Background on “Cutie Pie” type radiation survey meter, Object ID 1994.0125.30.1 and alternate ionization chamber, Object ID 1994.0125.30.2
A Cutie Pie type of meter, such as Object ID 1994.0125.30.1, is a hand-held ionization chamber instrument.
As defined by the U.S. Nuclear Regulatory Commission (NRC), a survey meter is any portable radiation detection instrument especially adapted for inspecting an area or individual to establish the existence and amount of radioactive material present. The survey meter typically measures the amount of radiation present and provides this information on a numerical display in units of counts per minute, counts per second, or microroentgen (µR) or microrem (µrem) per hour. The most commonly used hand-held survey meters are the scintillation counter, which is used in the measurement of alpha, beta and neutron particles; the Geiger counter, widely used for the measurement of alpha, beta and gamma levels; and the ion chamber, which is used for beta, gamma and X-ray measurements.

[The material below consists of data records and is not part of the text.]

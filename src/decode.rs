//! Decoder collaborator contract
//!
//! Compressed-format decoding lives outside this crate. A decoder hands back
//! a [`SampleStream`] plus the [`Format`] it will produce for its entire
//! lifetime; from then on it is interchangeable with every other source.
//!
//! [`PcmDecoder`] is the reference collaborator: raw interleaved little-endian
//! PCM over the same component widths the buffer uses. It exists to exercise
//! the contract end to end and to read back byte streams this crate produced.

use crate::error::{Error, Result};
use crate::format::Format;
use crate::stream::SampleStream;
use std::io::Read;

/// Contract for external decoder collaborators.
///
/// Given a readable byte source, produce a sample stream and the format it
/// decodes to. The returned stream's format must remain constant for its
/// lifetime; decode failures surface through the stream's
/// [`SampleStream::err`], never by panicking.
pub trait Decoder {
    /// Open `input` for streaming decode.
    fn open(&self, input: Box<dyn Read + Send>) -> Result<(Box<dyn SampleStream + Send>, Format)>;
}

/// Raw PCM decoder: interleaved little-endian components at a fixed format.
///
/// The byte layout matches what [`crate::buffer::Buffer`] stores, so a dumped
/// buffer reads back through this decoder.
#[derive(Debug, Clone, Copy)]
pub struct PcmDecoder {
    format: Format,
}

impl PcmDecoder {
    /// Decoder producing samples in `format`.
    pub fn new(format: Format) -> Self {
        Self { format }
    }
}

impl Decoder for PcmDecoder {
    fn open(&self, input: Box<dyn Read + Send>) -> Result<(Box<dyn SampleStream + Send>, Format)> {
        let stream = PcmStream {
            reader: input,
            format: self.format,
            error: None,
            done: false,
        };
        Ok((Box::new(stream), self.format))
    }
}

/// Streaming side of [`PcmDecoder`].
struct PcmStream {
    reader: Box<dyn Read + Send>,
    format: Format,
    error: Option<Error>,
    done: bool,
}

impl PcmStream {
    /// Read as many bytes as possible into `buf`, tolerating short reads.
    /// Returns bytes read; fewer than `buf.len()` means end of input.
    fn read_bytes(&mut self, buf: &mut [u8]) -> Result<usize> {
        let mut filled = 0;
        while filled < buf.len() {
            match self.reader.read(&mut buf[filled..]) {
                Ok(0) => break,
                Ok(n) => filled += n,
                Err(e) if e.kind() == std::io::ErrorKind::Interrupted => continue,
                Err(e) => return Err(Error::Decode(format!("read failed: {}", e))),
            }
        }
        Ok(filled)
    }
}

impl SampleStream for PcmStream {
    fn stream(&mut self, out: &mut [f32]) -> (usize, bool) {
        if self.done || self.error.is_some() {
            return (0, false);
        }

        let ch = self.format.channels as usize;
        let width = self.format.bytes_per_sample as usize;
        let bpf = self.format.bytes_per_frame();
        let want = out.len() / ch;

        let mut bytes = vec![0u8; want * bpf];
        let read = match self.read_bytes(&mut bytes) {
            Ok(n) => n,
            Err(e) => {
                self.error = Some(e);
                self.done = true;
                return (0, false);
            }
        };

        if read < bytes.len() {
            self.done = true;
            if read % bpf != 0 {
                // Trailing partial frame: the bitstream is truncated
                self.error = Some(Error::Decode(format!(
                    "input truncated mid-frame ({} stray bytes)",
                    read % bpf
                )));
            }
        }

        let frames = read / bpf;
        for (sample, chunk) in out[..frames * ch]
            .iter_mut()
            .zip(bytes[..frames * bpf].chunks_exact(width))
        {
            *sample = crate::format::decode_component(chunk);
        }

        if frames == 0 {
            (0, false)
        } else {
            (frames, true)
        }
    }

    fn err(&self) -> Option<Error> {
        self.error.clone()
    }
}

#[cfg(test)]
mod tests {
    use super::*;

    fn encode_pcm(format: Format, samples: &[f32]) -> Vec<u8> {
        let width = format.bytes_per_sample as usize;
        let mut out = Vec::new();
        let mut component = [0u8; 4];
        for &s in samples {
            crate::format::encode_component(s, &mut component[..width]);
            out.extend_from_slice(&component[..width]);
        }
        out
    }

    #[test]
    fn test_pcm_decode_roundtrip() {
        let format = Format::new(44100, 2, 2).unwrap();
        let samples = vec![0.5, -0.5, 0.25, 0.25, -1.0, 1.0];
        let bytes = encode_pcm(format, &samples);

        let (mut stream, got_format) = PcmDecoder::new(format)
            .open(Box::new(std::io::Cursor::new(bytes)))
            .unwrap();
        assert_eq!(got_format, format);

        let mut out = [0.0f32; 16];
        let (frames, ok) = stream.stream(&mut out);
        assert_eq!(frames, 3);
        assert!(ok);
        for (got, want) in out[..6].iter().zip(&samples) {
            assert!((got - want).abs() < 1e-4);
        }

        let (frames, ok) = stream.stream(&mut out);
        assert_eq!(frames, 0);
        assert!(!ok);
        assert!(stream.err().is_none());
    }

    #[test]
    fn test_pcm_truncated_input_is_decode_error() {
        let format = Format::new(44100, 2, 2).unwrap();
        // One full frame plus one stray byte
        let bytes = vec![0x00, 0x40, 0x00, 0xC0, 0x7F];

        let (mut stream, _) = PcmDecoder::new(format)
            .open(Box::new(std::io::Cursor::new(bytes)))
            .unwrap();

        let mut out = [0.0f32; 8];
        let (frames, _) = stream.stream(&mut out);
        assert_eq!(frames, 1);

        let (frames, ok) = stream.stream(&mut out);
        assert_eq!(frames, 0);
        assert!(!ok);
        assert!(matches!(stream.err(), Some(Error::Decode(_))));
    }

    #[test]
    fn test_decoded_stream_feeds_buffer() {
        let format = Format::new(48000, 1, 4).unwrap();
        let samples = vec![0.1, 0.2, 0.3];
        let bytes = encode_pcm(format, &samples);

        let (mut stream, _) = PcmDecoder::new(format)
            .open(Box::new(std::io::Cursor::new(bytes)))
            .unwrap();

        let mut buffer = crate::buffer::Buffer::new(format);
        let appended = buffer.append(&mut *stream).unwrap();
        assert_eq!(appended, 3);
        assert_eq!(buffer.len(), 3);
    }
}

For background on the development of early survey meters and their nicknames, go to:
The ionization chamber is the simplest of all gas-filled radiation detectors, and is widely used for the detection and measurement of certain types of ionizing radiation; X-rays, gamma rays and beta particles. Conventionally, the term "ionization chamber" is used exclusively to describe those detectors which collect all the charges created by direct ionization within the gas through the application of an electric field. It only uses the discrete charges created by each interaction between the incident radiation and the gas, and does not involve the gas multiplication mechanisms used by other radiation instruments, such as the Geiger-Müller counter or the proportional counter. Ion chambers have a good uniform response to radiation over a wide range of energies and are the preferred means of measuring high levels of gamma radiation. They are widely used in the nuclear power industry, research labs, radiography, radiobiology, and environmental monitoring.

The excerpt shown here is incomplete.